L’ENTERRÉ VIVANT (1962)

Pour sa troisième adaptation des écrits d’Edgar Poe, Roger Corman met en vedette un homme terrifié à l’idée d’être mis en terre encore vivant…

THE PREMATURE BURIAL

 

1962 – USA

 

Réalisé par Roger Corman

 

Avec Ray Milland, Hazel Court, Richard Ney, Heather Angel, Alan Napier, John Dierkes, Dick Miller, Clive Halliday

 

THEMA MORT I SAGA EDGAR POE PAR ROGER CORMAN

Roger Corman s’étant momentanément brouillé avec American International Pictures, qui produisit ses deux précédentes adaptations d’Edgar Poe, il dut financer L’Enterré vivant avec l’aide des laboratoires Pathé et se passer de sa vedette Vincent Price, alors sous contrat exclusif chez AIP. Et c’est plus que dommage, car le héros torturé de La Chute de la maison Usher et La Chambre des tortures brille ici cruellement par son absence. Ray Milland, qui fut un mémorable salaud dans Le Crime était presque parfait d’Alfred Hitchcock, reprend donc le difficile flambeau en incarnant avec charisme le fort tourmenté Guy Carrell. Ce que Milland perd en magnétisme par rapport à son illustre prédécesseur, il le gagne cependant en fragilité et en sensibilité. Retiré dans une vieille demeure victorienne perdue au beau milieu d’une forêt d’arbres morts éternellement enlinceulés de brume stagnante (l’un de ces magnifiques décors conçus en studio par le brillant directeur artistique Daniel Haller), Carrell est terrifié à l’idée d’être un jour enterré vivant, comme le fut son père, victime d’une attaque catatonique imitant l’aspect de la mort.

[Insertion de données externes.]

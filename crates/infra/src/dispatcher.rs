//! Command execution pipeline over row-backed aggregates.
//!
//! ```text
//! loaded aggregate (row + revision)
//!   -> decide   (handle, pure, may be inspected by the caller)
//!   -> evolve   (apply each decided event to a copy)
//!   -> persist  (insert, or update guarded by ExpectedVersion::Exact)
//!   -> publish  (one envelope per event, after the write)
//! ```
//!
//! The row is the source of truth. Publication happens only after a
//! successful write; a bus failure is logged and does not undo the write.

use serde::Serialize;
use serde_json::Value as JsonValue;
use uuid::Uuid;

use bulkyard_core::{Aggregate, DomainError, ExpectedVersion};
use bulkyard_events::{Event, EventBus, EventEnvelope};

use crate::error::ServiceResult;
use crate::records::IntoRow;
use crate::store::RecordStore;

/// Outcome of `handle` plus the state it leads to, not yet persisted.
#[derive(Debug, Clone)]
pub struct Decision<A: Aggregate> {
    pub aggregate: A,
    pub events: Vec<A::Event>,
    base_revision: u64,
}

/// A persisted decision. `aggregate.version()` is the stored revision.
#[derive(Debug, Clone)]
pub struct Committed<A: Aggregate> {
    pub aggregate: A,
    pub events: Vec<A::Event>,
}

#[derive(Debug)]
pub struct CommandDispatcher<B> {
    bus: B,
}

impl<B> CommandDispatcher<B> {
    pub fn new(bus: B) -> Self {
        Self { bus }
    }
}

impl<B> CommandDispatcher<B>
where
    B: EventBus<EventEnvelope<JsonValue>>,
{
    /// Run `handle` and fold the events into a copy of the aggregate.
    pub fn decide<A>(&self, aggregate: &A, command: &A::Command) -> Result<Decision<A>, DomainError>
    where
        A: Aggregate<Error = DomainError> + Clone,
    {
        let events = aggregate.handle(command)?;
        let mut next = aggregate.clone();
        for event in &events {
            next.apply(event);
        }
        Ok(Decision {
            aggregate: next,
            events,
            base_revision: aggregate.version(),
        })
    }

    /// Persist a decision and publish its events.
    ///
    /// A never-stored aggregate (revision 0) is inserted; anything else is
    /// updated under `ExpectedVersion::Exact(base)`, so a concurrent writer
    /// surfaces as a version conflict instead of a lost update.
    pub fn commit<A, S>(
        &self,
        store: &S,
        aggregate_type: &'static str,
        decision: Decision<A>,
    ) -> ServiceResult<Committed<A>>
    where
        A: Aggregate + IntoRow,
        A::Id: Copy + Into<Uuid>,
        A::Event: Event + Serialize,
        S: RecordStore<A::Row> + ?Sized,
    {
        let Decision {
            aggregate,
            events,
            base_revision,
        } = decision;
        if events.is_empty() {
            return Ok(Committed { aggregate, events });
        }

        let row = aggregate.to_row().ok_or_else(DomainError::not_found)?;
        let revision = aggregate.version();
        if base_revision == 0 {
            store.insert(row, revision)?;
        } else {
            store.update(row, ExpectedVersion::Exact(base_revision), revision)?;
        }

        let aggregate_id: Uuid = (*aggregate.id()).into();
        for (offset, event) in events.iter().enumerate() {
            let envelope = envelope_for(aggregate_id, aggregate_type, base_revision + 1 + offset as u64, event);
            if let Err(e) = self.bus.publish(envelope) {
                tracing::warn!(
                    aggregate_type,
                    %aggregate_id,
                    event_type = event.event_type(),
                    "event publication failed after commit: {e:?}"
                );
            }
        }

        Ok(Committed { aggregate, events })
    }

    /// `decide` then `commit`.
    pub fn dispatch<A, S>(
        &self,
        store: &S,
        aggregate_type: &'static str,
        aggregate: &A,
        command: &A::Command,
    ) -> ServiceResult<Committed<A>>
    where
        A: Aggregate<Error = DomainError> + IntoRow + Clone,
        A::Id: Copy + Into<Uuid>,
        A::Event: Event + Serialize,
        S: RecordStore<A::Row> + ?Sized,
    {
        let decision = self.decide(aggregate, command)?;
        self.commit(store, aggregate_type, decision)
    }
}

fn envelope_for<E>(aggregate_id: Uuid, aggregate_type: &str, sequence: u64, event: &E) -> EventEnvelope<JsonValue>
where
    E: Event + Serialize,
{
    let payload = serde_json::to_value(event).unwrap_or(JsonValue::Null);
    EventEnvelope::new(
        Uuid::now_v7(),
        aggregate_id,
        aggregate_type,
        sequence,
        event.event_type(),
        event.describe(),
        event.occurred_at(),
        payload,
    )
}
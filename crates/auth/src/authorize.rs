use thiserror::Error;

use bulkyard_core::DomainError;

use crate::{Permission, Principal, PrincipalId};

#[derive(Debug, Error, Clone, PartialEq, Eq)]
pub enum AuthzError {
    #[error("forbidden: missing permission '{0}'")]
    Forbidden(String),

    #[error("forbidden: only the creator or an elevated role may {0}")]
    NotOwner(&'static str),
}

impl From<AuthzError> for DomainError {
    fn from(value: AuthzError) -> Self {
        DomainError::Forbidden(value.to_string())
    }
}

/// Pure policy check: no IO, no panics.
pub fn authorize(principal: &Principal, required: &Permission) -> Result<(), AuthzError> {
    if principal.holds(required) {
        Ok(())
    } else {
        Err(AuthzError::Forbidden(required.as_str().to_string()))
    }
}

/// Allow the owner of a record, or anyone holding `override_permission`.
pub fn authorize_owner_or(
    principal: &Principal,
    owner: PrincipalId,
    override_permission: &Permission,
    action: &'static str,
) -> Result<(), AuthzError> {
    if principal.principal_id == owner || principal.holds(override_permission) {
        Ok(())
    } else {
        Err(AuthzError::NotOwner(action))
    }
}

#[cfg(test)]
mod tests {
    use super::*;
    use crate::Role;

    #[test]
    fn admin_wildcard_grants_everything() {
        let admin = Principal::with_role(Role::Admin);
        assert!(authorize(&admin, &Permission::RELEASES_CANCEL).is_ok());
        assert!(authorize(&admin, &Permission::new("anything.at_all")).is_ok());
    }

    #[test]
    fn missing_permission_is_forbidden() {
        let client = Principal::with_role(Role::Client);
        let err = authorize(&client, &Permission::LOADINGS_OPERATE).unwrap_err();
        assert_eq!(err, AuthzError::Forbidden("loadings.operate".to_string()));
        assert!(matches!(DomainError::from(err), DomainError::Forbidden(_)));
    }

    #[test]
    fn owner_or_elevated() {
        let owner = Principal::with_role(Role::Client);
        let other_client = Principal::with_role(Role::Client);
        let logistics = Principal::with_role(Role::Logistics);
        let perm = Permission::SCHEDULES_MANAGE_ANY;

        assert!(authorize_owner_or(&owner, owner.id(), &perm, "edit").is_ok());
        assert!(authorize_owner_or(&logistics, owner.id(), &perm, "edit").is_ok());
        assert_eq!(
            authorize_owner_or(&other_client, owner.id(), &perm, "edit"),
            Err(AuthzError::NotOwner("edit"))
        );
    }
}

Contre l’avis de sa sœur Kay, Carrell épouse la belle Emily Gault (Hazel Court, héroïne de Frankenstein s’est échappé), et semble peu à peu retrouver sa joie de vivre. Mais sitôt le mariage célébré, Guy se laisse à nouveau hanter par sa phobie qu’il mue en véritable obsession, d’autant qu’il est régulièrement harcelé par la vision de deux sinistres fossoyeurs ricanants, dont l’un est interprété par Dick Miller, l’un des acteurs fétiches de Roger Corman. « Pouvez-vous concevoir une telle chose : l’intolérable oppression des poumons, les exhalaisons suffocantes de la terre, l’étreinte rigide du cercueil, les ténèbres de la nuit et du silence absolu, comme une marée engloutissante ? » déclame ainsi Milland avec emphase, les dialogues de Charles Beaumont et Ray Russell rendant un bel hommage au texte torturé d’Edgar Poe chez qui la Mort a toujours été la phobie suprême et le pire des monstres (sa vie personnelle ayant été plus d’une fois ponctuée de décès brutaux).

« L’étreinte rigide du cercueil »

Puis survient cette séquence étonnante où Guy fait fièrement visiter à son épouse le mausolée flambant neuf qu’il vient de faire construire sur mesure, truffé d’issues de secours, de passages secrets, de trappes et d’alarmes, au cas où… Plus tard, le mausolée réapparaît dans une autre scène d’anthologie, transfiguré cette fois-ci par un cauchemar sinistre où Guy imagine qu’aucun de ses mécanismes ne fonctionne, le lieu étant envahi par les toiles d’araignées, les rats, les tarentules et les asticots. L’intrigue s’achemine sourdement vers son issue fatale, jusqu’à ce que la dernière demi-heure ne brise sa linéarité en multipliant les rebondissements riches en complots et en machinations, clignant au passage de l’œil vers la fameuse nouvelle « Les Résurrectionnistes » de Robert Louis Stevenson. Pour la petite histoire, le réalisateur se réconcilia finalement avec ses producteurs dès le début du tournage. Pathé revendit donc ses parts et L’Enterré vivant fit officiellement partie du prestigieux package Corman/Poe/AIP.